Semua pihak dalam konflik ini saling menuduh melakukan pelanggaran hak asasi manusia dan kejahatan perang. Militer Myanmar, yang memiliki keunggulan udara dan laut, sering membombardir target sipil, termasuk rumah sakit. Namun, memverifikasi pelaku kekerasan sering kali sulit karena minimnya akses dan informasi yang simpang siur di media sosial. Kebrutalan dalam konflik ini dipicu oleh berbagai faktor: pertempuran di wilayah padat penduduk, kekurangan logistik, ketidaksetaraan kekuatan, dan persepsi musuh sebagai ancaman eksistensial. Di Rakhine, semua faktor ini bersatu: front yang tidak jelas, keterbatasan pasokan, keunggulan militer yang timpang, serta ketegangan etnis dan agama yang mendalam.

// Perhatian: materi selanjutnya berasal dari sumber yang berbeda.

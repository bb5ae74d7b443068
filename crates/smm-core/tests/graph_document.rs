// SPDX-License-Identifier: Apache-2.0
// © James Ross Ω FLYING•ROBOTS <https://github.com/flyingrobots>

#![allow(missing_docs)]
#![allow(clippy::unwrap_used)]

use std::fs;
use std::path::PathBuf;
use std::rc::Rc;

use smm_core::{Category, GraphDocument, GraphError, Layer, LayerGraph, Operator};
use smm_dry_tests::{two_squares, write_table, EngineTestBuilder};

#[test]
fn references_resolve_to_shared_handles_after_reload() {
    let dir = tempfile::tempdir().unwrap();
    let engine = EngineTestBuilder::new().build().unwrap();
    write_table(&dir.path().join("squares.geojson"), &two_squares()).unwrap();
    let doc_path = dir.path().join("graph.ymlsmm");

    let mut graph = LayerGraph::open(&doc_path).unwrap();
    assert!(graph.is_empty());
    let a = Layer::from_file("A", "squares.geojson")
        .with_category(Category::Places)
        .into_ref();
    let b = Layer::derived("B", &a, Operator::tesselate("h3", 2).unwrap()).into_ref();
    graph.add_as(&b, None, true).unwrap();
    graph.set_author("survey team");
    graph.save(&engine).unwrap();

    let reloaded = LayerGraph::open(&doc_path).unwrap();
    let a2 = reloaded.get("A").unwrap();
    let b2 = reloaded.get("B").unwrap();
    assert!(Rc::ptr_eq(b2.origin().unwrap(), a2));
    assert_eq!(b2.category(), Some(Category::Places));
    assert_eq!(b2.operator(), Some(&Operator::tesselate("h3", 2).unwrap()));
    assert!(a2.path_is_relative());
    assert_eq!(a2.path(), Some(PathBuf::from("squares.geojson")));
    assert_eq!(reloaded.content("A", &engine).unwrap().len(), 2);
    assert_eq!(reloaded.author(), "survey team");
    assert_eq!(reloaded.version(), 1);

    // the live graph serializes back to exactly what is on disk
    assert_eq!(
        reloaded.to_document().unwrap(),
        GraphDocument::read(&doc_path).unwrap()
    );
}

#[test]
fn every_save_bumps_the_version_once() {
    let dir = tempfile::tempdir().unwrap();
    let engine = EngineTestBuilder::new().build().unwrap();
    let mut graph = LayerGraph::with_root(dir.path());
    graph
        .add(&Layer::from_table("squares", two_squares()).into_ref())
        .unwrap();
    graph.save_as(dir.path().join("g.ymlsmm"), &engine).unwrap();

    let mut stamps = vec![graph.last_update().unwrap()];
    for expected in 2..=4 {
        graph.save(&engine).unwrap();
        assert_eq!(graph.version(), expected);
        stamps.push(graph.last_update().unwrap());
    }
    assert!(stamps.windows(2).all(|w| w[0] <= w[1]));
    let on_disk = GraphDocument::read(graph.path().unwrap()).unwrap();
    assert_eq!(on_disk.version, 4);
    assert_eq!(on_disk.last_update, graph.last_update());
}

#[test]
fn failed_writes_leave_the_version_alone() {
    let dir = tempfile::tempdir().unwrap();
    let engine = EngineTestBuilder::new().build().unwrap();
    let blocker = dir.path().join("not-a-dir");
    fs::write(&blocker, b"x").unwrap();

    let mut graph = LayerGraph::with_root(dir.path());
    let err = graph
        .save_as(blocker.join("g.ymlsmm"), &engine)
        .unwrap_err();
    assert!(matches!(err, GraphError::Io { .. }));
    assert_eq!(graph.version(), 0);
    assert!(graph.last_update().is_none());
    assert!(graph.path().is_none());
}

#[test]
fn missing_documents_start_empty() {
    let dir = tempfile::tempdir().unwrap();
    let path = dir.path().join("fresh.ymlsmm");
    let graph = LayerGraph::open(&path).unwrap();
    assert!(graph.is_empty());
    assert_eq!(graph.version(), 0);
    assert_eq!(graph.root(), dir.path());
    assert!(!path.exists());
}

#[test]
fn missing_layer_files_read_as_empty_tables() {
    let dir = tempfile::tempdir().unwrap();
    let engine = EngineTestBuilder::new().build().unwrap();
    let layer = Layer::from_file("later", dir.path().join("later.geojson")).into_ref();
    assert!(layer.content(&engine).unwrap().is_empty());
}

#[test]
fn unknown_references_are_rejected() {
    let dir = tempfile::tempdir().unwrap();
    let path = dir.path().join("broken.ymlsmm");
    fs::write(
        &path,
        "layers:\n  b:\n    mode: DataLayer\n    name: b\n    origin: ghost\n    operator:\n      type: tesselate\n      mask: h3\n      resolution: 4\n",
    )
    .unwrap();
    let err = LayerGraph::open(&path).unwrap_err();
    assert!(matches!(
        err,
        GraphError::ReferenceNotFound { ref layer, ref reference } if layer == "b" && reference == "ghost"
    ));
}

#[test]
fn cyclic_documents_are_rejected() {
    let dir = tempfile::tempdir().unwrap();
    let path = dir.path().join("cycle.ymlsmm");
    fs::write(
        &path,
        r"
layers:
  a:
    mode: DataLayer
    name: a
    origin: b
    operator: { type: tesselate, mask: s2, resolution: 2 }
  b:
    mode: DataLayer
    name: b
    origin: a
    operator: { type: tesselate, mask: s2, resolution: 2 }
",
    )
    .unwrap();
    let err = LayerGraph::open(&path).unwrap_err();
    assert!(matches!(err, GraphError::Cycle(ref p) if p == "a -> b -> a"));
}

#[test]
fn discretize_round_trips_mask_and_hull_clip() {
    let dir = tempfile::tempdir().unwrap();
    let engine = EngineTestBuilder::new().build().unwrap();
    let source = Layer::from_table("source", two_squares()).into_ref();
    let mask = Layer::from_table("mask", two_squares()).into_ref();
    let weighted = Layer::derived(
        "weighted",
        &source,
        Operator::discretize(&mask).with_hull_clip(false),
    )
    .into_ref();

    let mut graph = LayerGraph::with_root(dir.path());
    graph.add(&weighted).unwrap();
    graph.save_as(dir.path().join("g.ymlsmm"), &engine).unwrap();

    let reloaded = LayerGraph::open(dir.path().join("g.ymlsmm")).unwrap();
    let op = reloaded.get("weighted").unwrap().operator().unwrap().clone();
    let Operator::Discretize { mask, hull_clip } = op else {
        unreachable!("operator kind survives the round trip");
    };
    assert!(!hull_clip);
    assert!(Rc::ptr_eq(&mask, reloaded.get("mask").unwrap()));
}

Di tengah kekacauan, United League of Arakan (ULA), sayap politik AA, berusaha mengatur kehidupan sehari-hari. Namun, upaya rekonsiliasi sering gagal karena kurangnya kepercayaan antara komunitas Arakan dan Rohingya. Misalnya, ketika ULA meminta guru Rohingya kembali mengajar tanpa gaji, penolakan mereka dianggap sebagai penghinaan oleh pihak Arakan, padahal itu adalah respons terhadap kondisi yang tidak memungkinkan. Kedua sisi memiliki alasan yang masuk akal, tetapi kurangnya empati dan interpretasi negatif terus memperlebar jurang permusuhan.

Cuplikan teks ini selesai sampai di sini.